Use of neural network and machine learning in optimizing heat transfer and entropy generated in a cavity filled with nanofluid under the influence of magnetic field: A numerical study

Abstract

The current research was conducted with the aim of numerical simulation of the natural convection heat transfer and the radiation heat transfer (RHT) of a nanofluid (NF) in a square enclosure under the effect of a magnetic field (MF). The enclosure can rotate and have various angles. The left-hand wall is warm while the opposite wall is cold. Moreover, the upper and lower walls are insulted and there are two blades on the warm wall. In this study, the Lattice Boltzmann Method (LBM), which was written manually in the Fortran software, were used to solve the partial differential equations and simulate the problem, respectively. The radiation parameter, Rayleigh number (Ra), volume percentage of nanoparticles (VNPs), and enclosure angle were among the parameters studied for both rectangular and triangular blades.
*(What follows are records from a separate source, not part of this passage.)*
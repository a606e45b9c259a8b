//! Capability layer for registering tools and dispatching model tool calls.
//!
//! ```rust
//! use std::sync::Arc;
//!
//! use ftooling::{FunctionTool, ToolDispatcher, ToolRegistry};
//!
//! let registry = Arc::new(ToolRegistry::new());
//! registry.register(
//!     FunctionTool::builder("echo")
//!         .input_schema(r#"{"type":"object"}"#)
//!         .handler(|_ctx, args| async move { Ok(args) })
//!         .build()
//!         .expect("valid tool"),
//! );
//!
//! let dispatcher = ToolDispatcher::new(Arc::clone(&registry));
//! assert_eq!(dispatcher.registry().len(), 1);
//! ```

mod args;
mod context;
mod dispatcher;
mod error;
mod hooks;
mod registry;
mod tool;

pub mod prelude {
    pub use crate::{
        DispatchOutcome, ExternalTool, FunctionTool, NoopToolRuntimeHooks, Tool, ToolContext,
        ToolDispatcher, ToolError, ToolErrorKind, ToolFuture, ToolHistory, ToolMetadata,
        ToolRegistry, ToolRuntimeHooks, parse_arguments, parse_json_object, required_string,
    };
}

pub use args::{parse_arguments, parse_json_object, parse_json_value, required_string};
pub use context::{ToolContext, ToolHistory};
pub use dispatcher::{DispatchOutcome, ToolDispatcher};
pub use error::{ToolError, ToolErrorKind};
pub use hooks::{NoopToolRuntimeHooks, ToolRuntimeHooks};
pub use registry::ToolRegistry;
pub use tool::{
    ExternalTool, ExternalToolBuilder, FunctionTool, FunctionToolBuilder, Tool, ToolFuture,
    ToolMetadata, validate_definition,
};
//! Portable model options shared by every provider.
//!
//! ```rust
//! use fprovider::ModelOptions;
//!
//! let options = ModelOptions::new("gpt-4o-mini")
//!     .with_temperature(0.2)
//!     .with_max_tokens(256)
//!     .with_stop("###");
//!
//! assert!(options.validate().is_ok());
//! assert_eq!(options.stop_sequences, vec!["###".to_string()]);
//! ```

use fcommon::MetadataMap;
use serde::{Deserialize, Serialize};
use serde_json::Value;

use crate::ProviderError;

#[derive(Debug, Clone, PartialEq, Eq, Serialize, Deserialize)]
pub struct ToolDefinition {
    pub name: String,
    pub description: String,
    /// JSON Schema describing the tool arguments.
    pub input_schema: String,
}

impl ToolDefinition {
    pub fn new(
        name: impl Into<String>,
        description: impl Into<String>,
        input_schema: impl Into<String>,
    ) -> Self {
        Self {
            name: name.into(),
            description: description.into(),
            input_schema: input_schema.into(),
        }
    }
}

#[derive(Debug, Clone, PartialEq, Default, Serialize, Deserialize)]
pub struct ModelOptions {
    pub model: String,
    #[serde(default, skip_serializing_if = "Option::is_none")]
    pub frequency_penalty: Option<f32>,
    #[serde(default, skip_serializing_if = "Option::is_none")]
    pub presence_penalty: Option<f32>,
    #[serde(default, skip_serializing_if = "Option::is_none")]
    pub temperature: Option<f32>,
    #[serde(default, skip_serializing_if = "Option::is_none")]
    pub top_p: Option<f32>,
    #[serde(default, skip_serializing_if = "Option::is_none")]
    pub top_k: Option<u32>,
    #[serde(default, skip_serializing_if = "Option::is_none")]
    pub max_tokens: Option<u32>,
    #[serde(default, skip_serializing_if = "Vec::is_empty")]
    pub stop_sequences: Vec<String>,
    #[serde(default, skip_serializing_if = "Vec::is_empty")]
    pub tools: Vec<ToolDefinition>,
    /// Seed values copied into every tool context.
    #[serde(default, skip_serializing_if = "MetadataMap::is_empty")]
    pub tool_params: MetadataMap,
}

impl ModelOptions {
    pub fn new(model: impl Into<String>) -> Self {
        Self {
            model: model.into(),
            ..Self::default()
        }
    }

    pub fn with_model(mut self, model: impl Into<String>) -> Self {
        self.model = model.into();
        self
    }

    pub fn with_frequency_penalty(mut self, penalty: f32) -> Self {
        self.frequency_penalty = Some(penalty);
        self
    }

    pub fn with_presence_penalty(mut self, penalty: f32) -> Self {
        self.presence_penalty = Some(penalty);
        self
    }

    pub fn with_temperature(mut self, temperature: f32) -> Self {
        self.temperature = Some(temperature);
        self
    }

    pub fn with_top_p(mut self, top_p: f32) -> Self {
        self.top_p = Some(top_p);
        self
    }

    pub fn with_top_k(mut self, top_k: u32) -> Self {
        self.top_k = Some(top_k);
        self
    }

    pub fn with_max_tokens(mut self, max_tokens: u32) -> Self {
        self.max_tokens = Some(max_tokens);
        self
    }

    pub fn with_stop(mut self, stop: impl Into<String>) -> Self {
        self.stop_sequences.push(stop.into());
        self
    }

    pub fn with_tools(mut self, tools: Vec<ToolDefinition>) -> Self {
        self.tools = tools;
        self
    }

    pub fn with_tool_param(mut self, key: impl Into<String>, value: impl Into<Value>) -> Self {
        self.tool_params.insert(key.into(), value.into());
        self
    }

    pub fn has_model(&self) -> bool {
        !self.model.trim().is_empty()
    }

    pub fn validate(&self) -> Result<(), ProviderError> {
        if !self.has_model() {
            return Err(ProviderError::invalid_request("model must not be empty"));
        }

        if let Some(max_tokens) = self.max_tokens
            && max_tokens == 0
        {
            return Err(ProviderError::invalid_request(
                "max_tokens must be greater than zero",
            ));
        }

        if let Some(temperature) = self.temperature
            && !(0.0..=2.0).contains(&temperature)
        {
            return Err(ProviderError::invalid_request(
                "temperature must be in the inclusive range 0.0..=2.0",
            ));
        }

        Ok(())
    }
}

#[cfg(test)]
mod tests {
    use super::*;
    use crate::ProviderErrorKind;

    #[test]
    fn validate_enforces_contract() {
        let err = ModelOptions::new("   ")
            .validate()
            .expect_err("empty model must fail");
        assert_eq!(err.kind, ProviderErrorKind::InvalidRequest);

        let err = ModelOptions::new("gpt")
            .with_temperature(2.5)
            .validate()
            .expect_err("temperature outside range must fail");
        assert_eq!(err.kind, ProviderErrorKind::InvalidRequest);

        let err = ModelOptions::new("gpt")
            .with_max_tokens(0)
            .validate()
            .expect_err("max_tokens=0 must fail");
        assert_eq!(err.kind, ProviderErrorKind::InvalidRequest);

        let valid = ModelOptions::new("gpt")
            .with_temperature(0.4)
            .with_top_k(40)
            .with_tool_param("tenant", "acme");
        assert!(valid.validate().is_ok());
        assert_eq!(valid.tool_params.get("tenant"), Some(&Value::from("acme")));
    }

    #[test]
    fn clone_is_independent() {
        let original = ModelOptions::new("gpt").with_stop("a");
        let mut copy = original.clone();
        copy.stop_sequences.push("b".to_string());

        assert_eq!(original.stop_sequences.len(), 1);
        assert_eq!(copy.stop_sequences.len(), 2);
    }
}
By evaluating the results of Nu (Nu), generated entropy (GE), and Bejan number (Be), it was found that the highest value of heat transfer (HTR) and GE is in enclosure 90 with rectangular blades, although the Be is minimal in this case. Finally, the addition of radiation to the enclosure increases HTR for rectangular and triangular blades by 91 and 98%, and decreases GE by 4.2 and 2.6%, respectively.